- _Assignment_
The listing below is to be reproduced in full, exactly as given.

*** Opening Recorded data ***

//! Configuration validation with aggregated errors.
//! - Aggregates all issues into Vec<String>
//! - Checks settings, endpoint URLs, browser timings, stores and email addresses

use lettre::message::Mailbox;
use reqwest::Url;
use tracing::{error, info};

use crate::config::service::{BrowserSettings, EmailConfig, ServiceConfig};
use crate::config::settings::SettingsConfig;
use crate::observability::metrics::get_metrics;

const LOG_LEVELS: [&str; 5] = ["trace", "debug", "info", "warn", "error"];

/// Public entrypoint: returns Ok(()) or Err(Vec<String>) containing all issues.
pub async fn validate_service_config(cfg: &ServiceConfig) -> Result<(), Vec<String>> {
    let mut errors: Vec<String> = Vec::new();

    validate_settings(&cfg.settings, &mut errors);
    validate_url("api.base_url", &cfg.api.base_url, &mut errors);
    validate_browser(&cfg.browser, &mut errors);

    if cfg.stores.is_empty() {
        errors.push("config: 'stores' is empty; at least one store required".to_string());
    }
    for (name, id) in &cfg.stores {
        if id.trim().is_empty() {
            errors.push(format!("stores['{}']: store id must not be empty", name));
        }
    }

    if cfg.watchlist.path.trim().is_empty() {
        errors.push("watchlist.path must not be empty".to_string());
    }

    if let Some(email) = &cfg.email {
        validate_email(email, &mut errors);
    }

    if errors.is_empty() {
        info!("config validated");
        Ok(())
    } else {
        let metrics = get_metrics().await;
        for e in &errors {
            error!("config: {}", e);
            metrics.config_errors.inc();
        }
        Err(errors)
    }
}

fn validate_settings(settings: &SettingsConfig, errors: &mut Vec<String>) {
    if settings.safety_margin_seconds == Some(0) {
        errors.push("settings.safety_margin_seconds must be > 0".to_string());
    }
    if settings.fallback_ttl_seconds == Some(0) {
        errors.push("settings.fallback_ttl_seconds must be > 0".to_string());
    }
    if let (Some(margin), Some(ttl)) = (settings.safety_margin_seconds, settings.fallback_ttl_seconds) {
        if ttl <= margin {
            errors.push(format!(
                "settings.fallback_ttl_seconds ({}) must exceed safety_margin_seconds ({}), otherwise fallback tokens are never usable",
                ttl, margin
            ));
        }
    }
    if settings.token_cache_path.trim().is_empty() {
        errors.push("settings.token_cache_path must not be empty".to_string());
    }
    if settings.request_timeout_ms == Some(0) {
        errors.push("settings.request_timeout_ms must be > 0 when set".to_string());
    }
    if settings.metrics.is_enabled && settings.metrics.textfile_path.is_none() {
        errors.push("settings.metrics.textfile_path required when metrics are enabled".to_string());
    }
    if let Some(logging) = &settings.logging {
        if !LOG_LEVELS.contains(&logging.level.to_lowercase().as_str()) {
            errors.push(format!(
                "settings.logging.level '{}' must be one of {:?}",
                logging.level, LOG_LEVELS
            ));
        }
    }
}

fn validate_browser(browser: &BrowserSettings, errors: &mut Vec<String>) {
    validate_url("browser.search_page_url", &browser.search_page_url, errors);
    if browser.settle_seconds == 0 {
        errors.push("browser.settle_seconds must be > 0".to_string());
    }
    if browser.navigation_timeout_seconds == 0 {
        errors.push("browser.navigation_timeout_seconds must be > 0".to_string());
    }
    if let Some(path) = &browser.executable {
        if path.trim().is_empty() {
            errors.push("browser.executable must not be empty when set".to_string());
        }
    }
}

fn validate_email(email: &EmailConfig, errors: &mut Vec<String>) {
    if email.smtp_host.trim().is_empty() {
        errors.push("email.smtp_host must not be empty".to_string());
    }
    for (field, value) in [("email.sender", &email.sender), ("email.recipient", &email.recipient)] {
        if let Err(e) = value.parse::<Mailbox>() {
            errors.push(format!("{} '{}' is not a valid address: {}", field, value, e));
        }
    }
    if email.username.is_some() != email.password.is_some() {
        errors.push("email.username and email.password must be set together".to_string());
    }
}

fn validate_url(field: &str, value: &str, errors: &mut Vec<String>) {
    match Url::parse(value) {
        Ok(url) if url.scheme() == "http" || url.scheme() == "https" => {}
        Ok(url) => errors.push(format!("{} '{}' has unsupported scheme '{}'", field, value, url.scheme())),
        Err(e) => errors.push(format!("{} '{}' is not a valid URL: {}", field, value, e)),
    }
}

#[cfg(test)]
mod tests {
    use super::*;
    use crate::config::service::EmailConfig;
    use serial_test::serial;

    fn valid_config() -> ServiceConfig {
        let mut cfg = ServiceConfig::default();
        cfg.stores.insert("Dunedin".to_owned(), "store-123".to_owned());
        cfg
    }

    fn email(sender: &str) -> EmailConfig {
        EmailConfig {
            smtp_host: "smtp.example.com".to_owned(),
            smtp_port: 587,
            username: Some("user".to_owned()),
            password: None,
            sender: sender.to_owned(),
            recipient: "me@example.com".to_owned(),
            subject: "NewWorld Specials Alert".to_owned(),
        }
    }

    #[tokio::test]
    #[serial]
    async fn default_config_with_store_is_valid() {
        assert!(validate_service_config(&valid_config()).await.is_ok());
    }

    #[tokio::test]
    #[serial]
    async fn email_problems_are_aggregated() {
        let mut cfg = valid_config();
        cfg.email = Some(email("not-an-address"));

        let errors = validate_service_config(&cfg).await.unwrap_err();

        assert_eq!(errors.len(), 2, "{:?}", errors);
        assert!(errors.iter().any(|e| e.starts_with("email.sender")));
        assert!(errors.iter().any(|e| e.contains("set together")));
    }

    #[tokio::test]
    #[serial]
    async fn fallback_must_outlive_margin() {
        let mut cfg = valid_config();
        cfg.settings.fallback_ttl_seconds = Some(30);

        let errors = validate_service_config(&cfg).await.unwrap_err();

        assert!(errors[0].contains("fallback_ttl_seconds (30)"));
    }

    #[tokio::test]
    #[serial]
    async fn metrics_need_a_target() {
        let mut cfg = valid_config();
        cfg.settings.metrics.is_enabled = true;

        let errors = validate_service_config(&cfg).await.unwrap_err();

        assert!(errors[0].contains("textfile_path"));
    }
}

*** Closing Recorded data ***

- _Output_
//! Configuration validation with aggregated errors.
//! - Aggregates all issues into Vec<String>
//! - Checks settings, endpoint URLs, browser timings, stores and email addresses

use lettre::message::Mailbox;
use reqwest::Url;
use tracing::{error, info};

use crate::config::service::{BrowserSettings, EmailConfig, ServiceConfig};
use crate::config::settings::SettingsConfig;
use crate::observability::metrics::get_metrics;

const LOG_LEVELS: [&str; 5] = ["trace", "debug", "info", "warn", "error"];

/// Public entrypoint: returns Ok(()) or Err(Vec<String>) containing all issues.
pub async fn validate_service_config(cfg: &ServiceConfig) -> Result<(), Vec<String>> {
    let mut errors: Vec<String> = Vec::new();

    validate_settings(&cfg.settings, &mut errors);
    validate_url("api.base_url", &cfg.api.base_url, &mut errors);
    validate_browser(&cfg.browser, &mut errors);

    if cfg.stores.is_empty() {
        errors.push("config: 'stores' is empty; at least one store required".to_string());
    }
    for (name, id) in &cfg.stores {
        if id.trim().is_empty() {
            errors.push(format!("stores['{}']: store id must not be empty", name));
        }
    }

    if cfg.watchlist.path.trim().is_empty() {
        errors.push("watchlist.path must not be empty".to_string());
    }

    if let Some(email) = &cfg.email {
        validate_email(email, &mut errors);
    }

    if errors.is_empty() {
        info!("config validated");
        Ok(())
    } else {
        let metrics = get_metrics().await;
        for e in &errors {
            error!("config: {}", e);
            metrics.config_errors.inc();
        }
        Err(errors)
    }
}

fn validate_settings(settings: &SettingsConfig, errors: &mut Vec<String>) {
    if settings.safety_margin_seconds == Some(0) {
        errors.push("settings.safety_margin_seconds must be > 0".to_string());
    }
    if settings.fallback_ttl_seconds == Some(0) {
        errors.push("settings.fallback_ttl_seconds must be > 0".to_string());
    }
    if let (Some(margin), Some(ttl)) = (settings.safety_margin_seconds, settings.fallback_ttl_seconds) {
        if ttl <= margin {
            errors.push(format!(
                "settings.fallback_ttl_seconds ({}) must exceed safety_margin_seconds ({}), otherwise fallback tokens are never usable",
                ttl, margin
            ));
        }
    }
    if settings.token_cache_path.trim().is_empty() {
        errors.push("settings.token_cache_path must not be empty".to_string());
    }
    if settings.request_timeout_ms == Some(0) {
        errors.push("settings.request_timeout_ms must be > 0 when set".to_string());
    }
    if settings.metrics.is_enabled && settings.metrics.textfile_path.is_none() {
        errors.push("settings.metrics.textfile_path required when metrics are enabled".to_string());
    }
    if let Some(logging) = &settings.logging {
        if !LOG_LEVELS.contains(&logging.level.to_lowercase().as_str()) {
            errors.push(format!(
                "settings.logging.level '{}' must be one of {:?}",
                logging.level, LOG_LEVELS
            ));
        }
    }
}

fn validate_browser(browser: &BrowserSettings, errors: &mut Vec<String>) {
    validate_url("browser.search_page_url", &browser.search_page_url, errors);
    if browser.settle_seconds == 0 {
        errors.push("browser.settle_seconds must be > 0".to_string());
    }
    if browser.navigation_timeout_seconds == 0 {
        errors.push("browser.navigation_timeout_seconds must be > 0".to_string());
    }
    if let Some(path) = &browser.executable {
        if path.trim().is_empty() {
            errors.push("browser.executable must not be empty when set".to_string());
        }
    }
}

fn validate_email(email: &EmailConfig, errors: &mut Vec<String>) {
    if email.smtp_host.trim().is_empty() {
        errors.push("email.smtp_host must not be empty".to_string());
    }
    for (field, value) in [("email.sender", &email.sender), ("email.recipient", &email.recipient)] {
        if let Err(e) = value.parse::<Mailbox>() {
            errors.push(format!("{} '{}' is not a valid address: {}", field, value, e));
        }
    }
    if email.username.is_some() != email.password.is_some() {
        errors.push("email.username and email.password must be set together".to_string());
    }
}

fn validate_url(field: &str, value: &str, errors: &mut Vec<String>) {
    match Url::parse(value) {
        Ok(url) if url.scheme() == "http" || url.scheme() == "https" => {}
        Ok(url) => errors.push(format!("{} '{}' has unsupported scheme '{}'", field, value, url.scheme())),
        Err(e) => errors.push(format!("{} '{}' is not a valid URL: {}", field, value, e)),
    }
}

#[cfg(test)]
mod tests {
    use super::*;
    use crate::config::service::EmailConfig;
    use serial_test::serial;

    fn valid_config() -> ServiceConfig {
        let mut cfg = ServiceConfig::default();
        cfg.stores.insert("Dunedin".to_owned(), "store-123".to_owned());
        cfg
    }

    fn email(sender: &str) -> EmailConfig {
        EmailConfig {
            smtp_host: "smtp.example.com".to_owned(),
            smtp_port: 587,
            username: Some("user".to_owned()),
            password: None,
            sender: sender.to_owned(),
            recipient: "me@example.com".to_owned(),
            subject: "NewWorld Specials Alert".to_owned(),
        }
    }

    #[tokio::test]
    #[serial]
    async fn default_config_with_store_is_valid() {
        assert!(validate_service_config(&valid_config()).await.is_ok());
    }

    #[tokio::test]
    #[serial]
    async fn email_problems_are_aggregated() {
        let mut cfg = valid_config();
        cfg.email = Some(email("not-an-address"));

        let errors = validate_service_config(&cfg).await.unwrap_err();

        assert_eq!(errors.len(), 2, "{:?}", errors);
        assert!(errors.iter().any(|e| e.starts_with("email.sender")));
        assert!(errors.iter().any(|e| e.contains("set together")));
    }

    #[tokio::test]
    #[serial]
    async fn fallback_must_outlive_margin() {
        let mut cfg = valid_config();
        cfg.settings.fallback_ttl_seconds = Some(30);

        let errors = validate_service_config(&cfg).await.unwrap_err();

        assert!(errors[0].contains("fallback_ttl_seconds (30)"));
    }

    #[tokio::test]
    #[serial]
    async fn metrics_need_a_target() {
        let mut cfg = valid_config();
        cfg.settings.metrics.is_enabled = true;

        let errors = validate_service_config(&cfg).await.unwrap_err();

        assert!(errors[0].contains("textfile_path"));
    }
}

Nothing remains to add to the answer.